Data to examine START

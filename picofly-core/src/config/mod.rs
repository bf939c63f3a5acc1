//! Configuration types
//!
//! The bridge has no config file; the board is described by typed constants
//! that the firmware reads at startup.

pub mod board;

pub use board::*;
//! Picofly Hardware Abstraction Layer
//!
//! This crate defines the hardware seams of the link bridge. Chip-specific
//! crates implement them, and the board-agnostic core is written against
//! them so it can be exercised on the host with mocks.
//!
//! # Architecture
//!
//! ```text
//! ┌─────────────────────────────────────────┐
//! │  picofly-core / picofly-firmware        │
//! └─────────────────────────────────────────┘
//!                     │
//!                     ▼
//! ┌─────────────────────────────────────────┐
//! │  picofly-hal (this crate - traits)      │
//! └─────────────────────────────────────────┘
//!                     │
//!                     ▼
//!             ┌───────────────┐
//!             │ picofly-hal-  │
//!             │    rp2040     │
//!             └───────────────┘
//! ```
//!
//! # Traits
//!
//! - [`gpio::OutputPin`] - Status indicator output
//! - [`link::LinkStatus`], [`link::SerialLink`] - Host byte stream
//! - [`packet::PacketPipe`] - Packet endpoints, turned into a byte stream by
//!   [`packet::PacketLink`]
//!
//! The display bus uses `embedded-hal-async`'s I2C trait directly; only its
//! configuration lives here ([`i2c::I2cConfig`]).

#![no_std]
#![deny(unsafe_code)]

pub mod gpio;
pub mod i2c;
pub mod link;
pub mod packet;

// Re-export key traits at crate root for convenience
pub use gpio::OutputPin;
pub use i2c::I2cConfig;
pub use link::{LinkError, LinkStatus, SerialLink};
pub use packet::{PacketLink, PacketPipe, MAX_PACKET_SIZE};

Data to examine END
Data to examine START

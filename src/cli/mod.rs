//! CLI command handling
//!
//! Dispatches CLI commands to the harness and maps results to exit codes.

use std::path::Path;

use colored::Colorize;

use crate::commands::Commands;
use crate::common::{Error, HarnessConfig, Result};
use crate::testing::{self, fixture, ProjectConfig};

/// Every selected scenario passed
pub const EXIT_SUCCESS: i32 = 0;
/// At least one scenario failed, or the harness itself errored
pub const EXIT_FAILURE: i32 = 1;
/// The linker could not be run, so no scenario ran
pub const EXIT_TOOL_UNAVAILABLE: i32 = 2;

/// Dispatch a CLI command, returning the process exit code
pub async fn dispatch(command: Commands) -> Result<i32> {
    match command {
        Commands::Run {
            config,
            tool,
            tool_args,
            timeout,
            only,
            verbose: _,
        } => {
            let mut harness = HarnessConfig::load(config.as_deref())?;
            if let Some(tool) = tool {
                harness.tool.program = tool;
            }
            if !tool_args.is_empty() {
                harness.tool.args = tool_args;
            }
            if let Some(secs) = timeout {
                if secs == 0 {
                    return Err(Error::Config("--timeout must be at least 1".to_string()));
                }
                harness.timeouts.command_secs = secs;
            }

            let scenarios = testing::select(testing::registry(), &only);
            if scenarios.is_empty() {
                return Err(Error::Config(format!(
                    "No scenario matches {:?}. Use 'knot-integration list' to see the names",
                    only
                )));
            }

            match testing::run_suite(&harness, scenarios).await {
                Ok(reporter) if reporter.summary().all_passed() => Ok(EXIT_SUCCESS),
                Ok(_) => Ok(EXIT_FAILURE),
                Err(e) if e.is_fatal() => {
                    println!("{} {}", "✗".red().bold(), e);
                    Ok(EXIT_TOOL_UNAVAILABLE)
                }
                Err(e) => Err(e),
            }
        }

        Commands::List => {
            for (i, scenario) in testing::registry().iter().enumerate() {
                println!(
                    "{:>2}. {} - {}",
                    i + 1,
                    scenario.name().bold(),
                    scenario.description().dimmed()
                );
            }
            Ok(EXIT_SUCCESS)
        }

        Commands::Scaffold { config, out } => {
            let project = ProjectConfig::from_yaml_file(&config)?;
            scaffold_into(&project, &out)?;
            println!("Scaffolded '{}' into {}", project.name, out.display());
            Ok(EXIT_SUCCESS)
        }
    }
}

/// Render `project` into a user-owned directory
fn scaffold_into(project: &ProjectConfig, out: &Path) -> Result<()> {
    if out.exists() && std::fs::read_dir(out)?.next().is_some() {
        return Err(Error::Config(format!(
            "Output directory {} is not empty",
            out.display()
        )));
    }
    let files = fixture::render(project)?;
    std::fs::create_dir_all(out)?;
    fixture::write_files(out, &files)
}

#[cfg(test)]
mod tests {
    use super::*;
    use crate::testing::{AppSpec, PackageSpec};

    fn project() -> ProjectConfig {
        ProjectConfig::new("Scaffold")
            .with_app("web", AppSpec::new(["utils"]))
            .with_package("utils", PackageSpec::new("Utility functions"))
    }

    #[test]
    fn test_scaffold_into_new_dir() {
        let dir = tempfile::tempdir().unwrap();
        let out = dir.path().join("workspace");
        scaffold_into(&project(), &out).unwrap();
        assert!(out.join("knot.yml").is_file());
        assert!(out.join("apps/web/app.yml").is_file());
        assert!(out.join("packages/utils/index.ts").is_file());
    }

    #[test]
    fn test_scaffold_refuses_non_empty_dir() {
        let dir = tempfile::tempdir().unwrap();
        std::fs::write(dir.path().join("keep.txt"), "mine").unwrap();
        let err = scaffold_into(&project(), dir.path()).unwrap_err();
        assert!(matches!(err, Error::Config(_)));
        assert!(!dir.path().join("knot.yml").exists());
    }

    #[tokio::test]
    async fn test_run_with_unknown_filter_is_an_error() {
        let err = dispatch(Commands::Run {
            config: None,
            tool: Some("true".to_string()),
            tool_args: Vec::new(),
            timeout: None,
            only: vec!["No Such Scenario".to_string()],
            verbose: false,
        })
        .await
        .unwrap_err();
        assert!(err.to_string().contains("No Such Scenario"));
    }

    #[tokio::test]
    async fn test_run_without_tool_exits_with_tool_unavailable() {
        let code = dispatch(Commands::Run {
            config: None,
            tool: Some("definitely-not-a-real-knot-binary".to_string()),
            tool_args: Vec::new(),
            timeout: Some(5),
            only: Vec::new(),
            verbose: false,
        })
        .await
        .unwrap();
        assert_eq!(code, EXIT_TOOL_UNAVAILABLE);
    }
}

Data to examine END

Pull each line containing "knot" from the records.

                    "No scenario matches {:?}. Use 'knot-integration list' to see the names",
        assert!(out.join("knot.yml").is_file());
        assert!(!dir.path().join("knot.yml").exists());
            tool: Some("definitely-not-a-real-knot-binary".to_string()),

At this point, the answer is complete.